Fortunately, the playbook specifies that marriage is between two unrelated adults (p. 481), which needs to be stated since child marriage is still prevalent in the US. Unfortunately, there is no mention of the adults consenting to the relationship or being able to end it when needed. In fact, conservatives are making it harder to get divorced. (Ironically, the two Presidents most praised in the playbook are also the only two Presidents to be divorced.) Project 2025 opposes the “nonreligious definitions of marriage and family” included in the Respect for Marriage Act—which protects same-sex and interracial marriages—and protects “a biblically based, social science–reinforced definition of marriage and family” (p .479-481), completely ignoring the need to heal from and discontinue religious and generational trauma. It emphasizes that the purpose of marriage is to have children—with no recognition of healthy sexual practices or reasons to not procreate—and invalidly claims heterosexual homes are more stable than homosexual homes.

Instead of simply saying that each child deserves two caring and responsible parents, Project 2025 pushes gender roles by highlighting the need for “the love and nurturing of a mother and the play and protection of a father” (p. 481). Why can’t a father be nurturing and a mother be protective; can’t they both be both? Gender and the legal or religious status of a marriage don’t determine one’s ability to parent. It takes compassion, humility, critical thinking, open-mindedness, and so much more. It also takes caregivers and educators—related and unrelated—beyond the parents to raise well-rounded children into thoughtful adults, it’s not a two-person job. (See article on how Project 2025 aims to destroy public education.) 

It’s not shocking that a far-right playbook opposes LGBTQ+ equity and equality (p. 451, 258), but Project 2025 aims to remove all protections and references to the LGBTQ+ community:

“This starts with deleting the terms sexual orientation and gender identity (“SOGI”), diversity, equity, and inclusion (“DEI”), gender, gender equality, gender equity, gender awareness, gender-sensitive, abortion, reproductive health, reproductive rights, and any other term used to deprive Americans of their First Amendment rights out of every federal rule, agency regulation, contract, grant, regulation, and piece of legislation that exists” (p. 4).

It continues by claiming that transgender identity is pornography and should be outlawed, and anyone supporting it should be imprisoned. “Educators and public librarians who purvey it should be classed as registered sex offenders. And telecommunications and technology firms that facilitate its spread should be shuttered” (p. 5). This means that a picture book affirming a nonbinary character could not only be banned but also used as an excuse to arrest and potentially fire a teacher. Starting on page one there are numerous attacks on the “toxic normalization of transgenderism” by banning individuals from military service (p. 104), denying teachers the ability to refer to students by a chosen name or pronoun (p. 346), removing support for gender-affirming care (p. 491), and encouraging discrimination of transgender individuals (p. 584).

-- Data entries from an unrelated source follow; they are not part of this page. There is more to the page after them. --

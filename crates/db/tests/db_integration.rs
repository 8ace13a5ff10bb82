//! Database integration tests.
//!
//! These tests require a running `PostgreSQL` instance.
//! Run with: `cargo test -p jobq-db --features pg-tests --test db_integration`
//!
//! Environment variables:
//!   `TEST_DB_HOST` (default: localhost)
//!   `TEST_DB_PORT` (default: 5433)
//!   `TEST_DB_USER` (default: `jobq_test`)
//!   `TEST_DB_PASSWORD` (default: `jobq_test`)

#![cfg(feature = "pg-tests")]
#![allow(clippy::unwrap_used, clippy::expect_used)]

use std::collections::HashSet;
use std::sync::Arc;

use chrono::TimeDelta;
use jobq_db::entities::{JobStatus, job};
use jobq_db::test_utils::TestDatabase;
use jobq_db::{
    InsertOutcome, JobRepository, JobStore, NewJob, Transition, lease_until, timestamp_now,
};

fn new_job(key: Option<&str>) -> NewJob {
    NewJob {
        tenant_id: "acme".to_string(),
        idempotency_key: key.map(str::to_string),
        payload: r#"{"action":"noop"}"#.to_string(),
        max_retries: 3,
    }
}

fn lease(_: &job::Model) -> Transition {
    Transition::Lease {
        until: lease_until(timestamp_now(), TimeDelta::minutes(2)),
    }
}

#[tokio::test]
async fn test_concurrent_claims_are_disjoint() {
    let db = TestDatabase::create_unique().await.expect("Failed to connect");
    let repo = JobRepository::new(Arc::new(db.conn.clone()));

    for _ in 0..8 {
        repo.insert(new_job(None), timestamp_now()).await.unwrap();
    }

    let now = timestamp_now();
    let (a, b) = tokio::join!(repo.claim(now, 5, &lease), repo.claim(now, 5, &lease));
    let (a, b) = (a.unwrap(), b.unwrap());

    let ids: HashSet<i64> = a.iter().chain(b.iter()).map(|c| c.job.id).collect();
    assert_eq!(ids.len(), a.len() + b.len());
    assert_eq!(ids.len(), 8);

    db.drop_database().await.unwrap();
}

#[tokio::test]
async fn test_duplicate_key_resolves_to_existing_row() {
    let db = TestDatabase::create_unique().await.expect("Failed to connect");
    let repo = JobRepository::new(Arc::new(db.conn.clone()));

    let (a, b) = tokio::join!(
        repo.insert(new_job(Some("order-42")), timestamp_now()),
        repo.insert(new_job(Some("order-42")), timestamp_now()),
    );
    let (a, b) = (a.unwrap(), b.unwrap());

    let created = [&a, &b]
        .iter()
        .filter(|o| matches!(o, InsertOutcome::Created(_)))
        .count();
    assert_eq!(created, 1);
    assert_eq!(a.into_job().id, b.into_job().id);

    db.drop_database().await.unwrap();
}

#[tokio::test]
async fn test_lease_fence_survives_round_trip() {
    let db = TestDatabase::create_unique().await.expect("Failed to connect");
    let repo = JobRepository::new(Arc::new(db.conn.clone()));
    repo.insert(new_job(None), timestamp_now()).await.unwrap();

    let claimed = repo.claim(timestamp_now(), 1, &lease).await.unwrap();
    let leased = repo.find_by_id(claimed[0].job.id).await.unwrap().unwrap();

    let done = repo
        .apply(&leased, &Transition::Complete, timestamp_now())
        .await
        .unwrap()
        .expect("lease should still be held");
    assert_eq!(done.status, JobStatus::Completed);

    // Second resolution of the same attempt is fenced out
    let again = repo
        .apply(&leased, &Transition::Complete, timestamp_now())
        .await
        .unwrap();
    assert!(again.is_none());

    let counts = repo.counts_by_status(Some("acme")).await.unwrap();
    assert_eq!(counts.completed, 1);
    assert_eq!(counts.total, 1);

    db.drop_database().await.unwrap();
}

To validate its LGBTQ+ discrimination, Project 2025 constantly uses religion as an excuse and protects those with “traditional beliefs about marriage, gender, and sexuality,” such as

  • Educational institutions (p. 352)
  • Adoption and foster care agencies (p. 478)
  • Grant recipients (p. 480-481)
  • Health insurers and healthcare workers (p. 493-494)
  • Employers (p. 585-586)

Project 2025’s Foreword refers to the overturning of Roe v. Wade as the “greatest pro-family win in a generation” because the decision made “a mockery of our Constitution and facilitated the deaths of tens of millions of unborn children.” (See article on how Project 2025 decimates reproductive rights.) If the far-right actually cared about children’s lives, they wouldn’t reject the single-parent, non-religious, and LGBTQ+ homes ready, willing, and able to foster and adopt children when the biological parents are unable to care for them. The playbook supports on-site childcare at work (p. 587) but doesn’t provide parental leave other than in reference to accruing time off. It also aims to limit supports like grants and aid based on its definition of family. For example, Temporary Assistance for Needy Families (TANF) provides states funding for programs aimed at helping low-income families break the cycle of poverty. The playbook emphasizes that states should use TANF funds for married male-female couples with children and might penalize states that don’t follow their definition of “healthy family formation.”

Families are formed and strengthened by shared values, commitment, empathy, and acceptance. They are not limited by blood, marriage, gender identity, or sexual orientation. Our individual and collective happiness depends on thriving families, and our families—both automatic and chosen ones—should all be respected by our government.